The move comes as health officials worldwide give therapies the green light - notably for high-risk individuals - despite reservations about the new Omicron type.
China's National Medical Products Administration announced Wednesday that it had granted "emergency authorization" for a monoclonal antibody treatment.
Monoclonal antibodies are proteins that have been engineered to recognize a particular target. In the case of COVID-19, the target will be the SARS-CoV-2 spike protein, which the virus uses to infiltrate human cells.
Brii said in a statement on Thursday that the combination of BRII-196/BRII-198 demonstrated an 80% reduction in hospitalization and mortality in non-hospitalized COVID-19 patients at high risk of developing severe disease, based on final data from a Phase III clinical trial.
The treatment involves the administration of two medications through injection and can be used to treat specific conditions that are at danger of worsening, China's National Medical Products Administration said.

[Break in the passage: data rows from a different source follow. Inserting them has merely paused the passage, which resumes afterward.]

//! Process-wide cache bookkeeping.
//!
//! The [`CacheHandler`] is an explicit context object created at startup:
//! it owns the global cache configuration, the inode map of I/O handles,
//! the directory cleaners with their leveler tasks, and the shared
//! [`ProxyContext`] (buffer pools, orphan bin, fuzz knobs) handed down to
//! every proxy. Besides constructing handles it orchestrates the tier
//! lifecycle: attach-on-open with cookie validation across tiers,
//! detach-on-close with removal of idle handles, whole-file invalidation,
//! and a sweep that drains every attached journal.
use std::path::Path;
use std::sync::Arc;

use parking_lot::Mutex;
use rustc_hash::FxHashMap;
use tokio_util::sync::CancellationToken;
use tracing::*;

pub use crate::proxy::ProxyContext;

use crate::cache::journal::{HEADER_LEN, JOURNAL_SUFFIX};
use crate::cache::{AttachStatus, DataCache, DiskCache, JournalCache, MemoryCache};
use crate::cleaner::DirCleaner;
use crate::config::CacheConfig;
use crate::error::Error;
use crate::io::IoHandle;

/// Occupancy gauge across the cache tiers and shared pools.
#[derive(Debug, Clone, Default, PartialEq)]
pub struct CacheHandlerStats {
    pub handles: usize,
    pub cache_bytes: i64,
    pub cache_files: i64,
    pub journal_bytes: i64,
    pub journal_files: i64,
    pub write_buffer_bytes: usize,
    pub readahead_buffer_bytes: usize,
    pub orphan_chunks: usize,
    pub proxies: i64,
}

pub struct CacheHandler {
    config: CacheConfig,
    contents: Mutex<FxHashMap<u64, Arc<IoHandle>>>,
    cache_cleaner: Option<Arc<DirCleaner>>,
    journal_cleaner: Option<Arc<DirCleaner>>,
    ctx: Arc<ProxyContext>,
    cancel: CancellationToken,
    tasks: Mutex<Vec<tokio::task::JoinHandle<()>>>,
}

/// Reject configurations that cannot work before any file is touched.
fn validate(config: &CacheConfig) -> Result<(), Error> {
    if config.location.as_os_str().is_empty() {
        return Err(Error::InvalidArgument("cache.location not configured"));
    }
    if !config.in_memory() && config.per_file_bytes == 0 {
        return Err(Error::InvalidArgument(
            "cache.per_file_bytes must be non-zero for the disk tier",
        ));
    }
    if config.journaled() {
        if config.journal_location == config.location {
            return Err(Error::InvalidArgument(
                "journal.location must differ from cache.location",
            ));
        }
        if config.journal_per_file_bytes <= HEADER_LEN {
            return Err(Error::InvalidArgument(
                "journal.per_file_bytes below the record header size",
            ));
        }
        if config.journal_total_bytes != 0
            && config.journal_per_file_bytes > config.journal_total_bytes
        {
            warn!(
                per_file = config.journal_per_file_bytes,
                total = config.journal_total_bytes,
                "one journal can exceed the journal tree cap"
            );
        }
    }
    if config.total_bytes != 0 && config.per_file_bytes > config.total_bytes {
        warn!(
            per_file = config.per_file_bytes,
            total = config.total_bytes,
            "one cache file can exceed the cache tree cap"
        );
    }
    Ok(())
}

/// A root we cannot write to would fail on the first attach; fail startup
/// instead.
fn probe_writable(root: &Path) -> Result<(), Error> {
    let probe = root.join(".write-probe");
    std::fs::write(&probe, b"")?;
    std::fs::remove_file(&probe)?;
    Ok(())
}

impl CacheHandler {
    /// Validate the configuration and roots, apply clean-on-startup, and
    /// start the background workers (levelers, orphan reaper).
    pub fn init(config: CacheConfig) -> Result<Arc<Self>, Error> {
        validate(&config)?;
        std::fs::create_dir_all(&config.location)?;
        probe_writable(&config.location)?;
        let cache_cleaner = Some(DirCleaner::new(
            &config.location,
            "",
            config.total_bytes,
            config.total_inodes,
        ));
        let journal_cleaner = if config.journaled() {
            std::fs::create_dir_all(&config.journal_location)?;
            probe_writable(&config.journal_location)?;
            Some(DirCleaner::new(
                &config.journal_location,
                JOURNAL_SUFFIX,
                config.journal_total_bytes,
                config.journal_total_inodes,
            ))
        } else {
            None
        };
        if config.journal_clean_on_startup {
            if let Some(cleaner) = &journal_cleaner {
                info!(path = %config.journal_location.display(), "cleaning journal on startup");
                cleaner.clean_all();
            }
            if let Some(cleaner) = &cache_cleaner {
                info!(path = %config.location.display(), "cleaning cache on startup");
                cleaner.clean_all();
            }
        }
        let cancel = CancellationToken::new();
        let ctx = ProxyContext::new(&config);
        let mut tasks = Vec::new();
        for cleaner in [&cache_cleaner, &journal_cleaner].into_iter().flatten() {
            tasks.push(cleaner.clone().spawn_leveler(cancel.clone()));
        }
        tasks.push(ctx.clone().spawn_reaper(cancel.clone()));
        let handler = Arc::new(Self {
            config,
            contents: Mutex::new(FxHashMap::default()),
            cache_cleaner,
            journal_cleaner,
            ctx,
            cancel,
            tasks: Mutex::new(tasks),
        });
        handler.logconfig();
        Ok(handler)
    }

    /// Log the effective configuration once at startup.
    pub fn logconfig(&self) {
        info!(
            cache_type = ?self.config.cache_type,
            location = %self.config.location.display(),
            total_bytes = self.config.total_bytes,
            total_inodes = self.config.total_inodes,
            per_file_bytes = self.config.per_file_bytes,
            "data cache configured"
        );
        if self.config.journaled() {
            info!(
                location = %self.config.journal_location.display(),
                total_bytes = self.config.journal_total_bytes,
                total_inodes = self.config.journal_total_inodes,
                per_file_bytes = self.config.journal_per_file_bytes,
                clean_on_startup = self.config.journal_clean_on_startup,
                "journal configured"
            );
        }
        info!(
            strategy = ?self.config.readahead_strategy,
            min = self.config.readahead_min,
            nominal = self.config.readahead_nominal,
            max = self.config.readahead_max,
            blocks_max = self.config.readahead_blocks_max,
            sparse_ratio = self.config.readahead_sparse_ratio,
            "read-ahead configured"
        );
    }

    pub fn config(&self) -> &CacheConfig {
        &self.config
    }

    pub fn context(&self) -> &Arc<ProxyContext> {
        &self.ctx
    }

    pub fn in_memory(&self) -> bool {
        self.config.in_memory()
    }

    pub fn journaled(&self) -> bool {
        self.config.journaled()
    }

    pub fn journal_cleaner(&self) -> Option<&Arc<DirCleaner>> {
        self.journal_cleaner.as_ref()
    }

    pub fn cache_cleaner(&self) -> Option<&Arc<DirCleaner>> {
        self.cache_cleaner.as_ref()
    }

    /// The handle for `ino`, constructing it with the configured cache
    /// tiers on first use.
    pub fn get(&self, ino: u64) -> Arc<IoHandle> {
        let mut contents = self.contents.lock();
        if let Some(handle) = contents.get(&ino) {
            return handle.clone();
        }
        let handle = Arc::new(IoHandle::new(ino));
        if self.in_memory() {
            handle.set_file(DataCache::Memory(MemoryCache::new()));
        } else {
            handle.set_file(DataCache::Disk(
                DiskCache::new(ino, &self.config.location, self.config.per_file_bytes)
                    .with_buffers(self.ctx.io_buffers.clone()),
            ));
        }
        if self.journaled() {
            handle.set_journal(JournalCache::new(
                ino,
                &self.config.journal_location,
                self.config.journal_per_file_bytes,
                self.journal_cleaner.clone(),
            ));
        }
        contents.insert(ino, handle.clone());
        handle
    }

    /// Remove the handle once the last holder released it.
    pub fn rm(&self, ino: u64) {
        let mut contents = self.contents.lock();
        if let Some(handle) = contents.get(&ino) {
            if handle.attached() == 0 {
                contents.remove(&ino);
            } else {
                debug!(ino, attached = handle.attached(), "rm deferred, handle busy");
            }
        }
    }

    fn lookup(&self, ino: u64) -> Option<Arc<IoHandle>> {
        self.contents.lock().get(&ino).cloned()
    }

    /// Open all configured tiers of a file under the session cookie.
    ///
    /// The attach is granted even when a tier had to invalidate stale
    /// content; the combined status tells the caller. Each successful open
    /// must be paired with one [`Self::close`].
    pub async fn open(
        &self,
        ino: u64,
        cookie: &str,
    ) -> Result<(Arc<IoHandle>, AttachStatus), Error> {
        let handle = self.get(ino);
        let mut status = AttachStatus::Clean;
        if let Some(file) = handle.file() {
            if file.attach(cookie)?.is_stale() {
                status = AttachStatus::Stale;
            }
        }
        if let Some(journal) = handle.journal() {
            if journal.attach().await?.is_stale() {
                status = AttachStatus::Stale;
            }
        }
        handle.attach();
        if status.is_stale() {
            info!(ino, cookie, "attached with stale cached content");
        }
        Ok((handle, status))
    }

    /// Release one holder of the file; the handle and its tiers close when
    /// the last one leaves.
    pub async fn close(&self, ino: u64) -> Result<(), Error> {
        let handle = self
            .lookup(ino)
            .ok_or_else(|| Error::not_found(format!("no open handle for inode {:#x}", ino)))?;
        if let Some(file) = handle.file() {
            file.detach()?;
        }
        if let Some(journal) = handle.journal() {
            journal.detach().await?;
        }
        if handle.detach() == 0 {
            self.rm(ino);
        }
        Ok(())
    }

    /// Drop the locally cached content of a file: the data tier is
    /// truncated away and the journal invalidated. Remote state is
    /// untouched. A file that is not currently open is a no-op.
    pub async fn invalidate(&self, ino: u64) -> Result<(), Error> {
        let Some(handle) = self.lookup(ino) else {
            return Ok(());
        };
        if let Some(file) = handle.file() {
            file.reset()?;
        }
        if let Some(journal) = handle.journal() {
            journal.truncate(0, true).await?;
        }
        info!(ino, "invalidated cached content");
        Ok(())
    }

    /// Drain every attached journal into its default read-write proxy.
    /// Returns how many journals were flushed; failures are logged and the
    /// entries stay on disk for the next sweep.
    pub async fn flush_all(&self) -> usize {
        let handles: Vec<_> = self.contents.lock().values().cloned().collect();
        let mut flushed = 0;
        for handle in handles {
            if handle.journal().is_none() {
                continue;
            }
            match handle.flush_journal().await {
                Ok(()) => flushed += 1,
                Err(e) => {
                    warn!(ino = handle.ino(), %e, "journal flush failed, entries kept");
                }
            }
        }
        flushed
    }

    pub fn size(&self) -> usize {
        self.contents.lock().len()
    }

    /// Occupancy snapshot across handles, cleaner trees, buffer pools and
    /// the orphan bin.
    pub fn stats(&self) -> CacheHandlerStats {
        let (cache_bytes, cache_files) = self
            .cache_cleaner
            .as_ref()
            .map(|c| c.totals())
            .unwrap_or((0, 0));
        let (journal_bytes, journal_files) = self
            .journal_cleaner
            .as_ref()
            .map(|c| c.totals())
            .unwrap_or((0, 0));
        CacheHandlerStats {
            handles: self.size(),
            cache_bytes,
            cache_files,
            journal_bytes,
            journal_files,
            write_buffer_bytes: self.ctx.wr_buffers.inflight_bytes(),
            readahead_buffer_bytes: self.ctx.ra_buffers.inflight_bytes(),
            orphan_chunks: self.ctx.orphan_count(),
            proxies: self.ctx.proxies(),
        }
    }

    /// Stop background workers and wait for them.
    pub async fn shutdown(&self) {
        self.cancel.cancel();
        let tasks: Vec<_> = self.tasks.lock().drain(..).collect();
        for task in tasks {
            let _ = task.await;
        }
    }
}

impl std::fmt::Debug for CacheHandler {
    fn fmt(&self, f: &mut std::fmt::Formatter) -> std::fmt::Result {
        f.debug_struct("CacheHandler")
            .field("entries", &self.size())
            .field("in_memory", &self.in_memory())
            .field("journaled", &self.journaled())
            .finish()
    }
}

It was developed in collaboration with Tsinghua University, Shenzhen's Third People's Hospital, and Brii Biosciences.
Based on a recent official media article, the medication has also been utilized on individuals infected during local flare-ups.
China is the latest country to approve identical COVID-19 therapies, with British regulators authorizing one last week.
British health officials have also given the go signal for pills for emergency usage - these are antiviral drugs that reduce the virus's ability to multiply within the body.
While pills are more convenient to deliver, the most effective treatment for COVID-19 at the moment is monoclonal antibodies taken through a drip.
China also possesses a number of conditionally licensed vaccinations, but their published efficacy rates trail those of competing vaccines developed in other countries.
A research published last month by Hong Kong's Chinese University indicated that patients vaccinated with the BioNTech vaccine had much greater antibody levels compared to those vaccinated with China's Sinovac, corroborated by two other studies conducted in Hong Kong and on the mainland.
The study did discover that in Sinovac patients, the T-cell response - white blood cells that remember how to fight disease - remained robust.
Hong Kong has begun urging citizens who received Sinovac jabs to receive a third booster to increase their protection levels.
Meanwhile, the U.S. Food and Drug Administration has approved the emergency use of AstraZeneca's Evusheld to protect individuals against the contagious disease.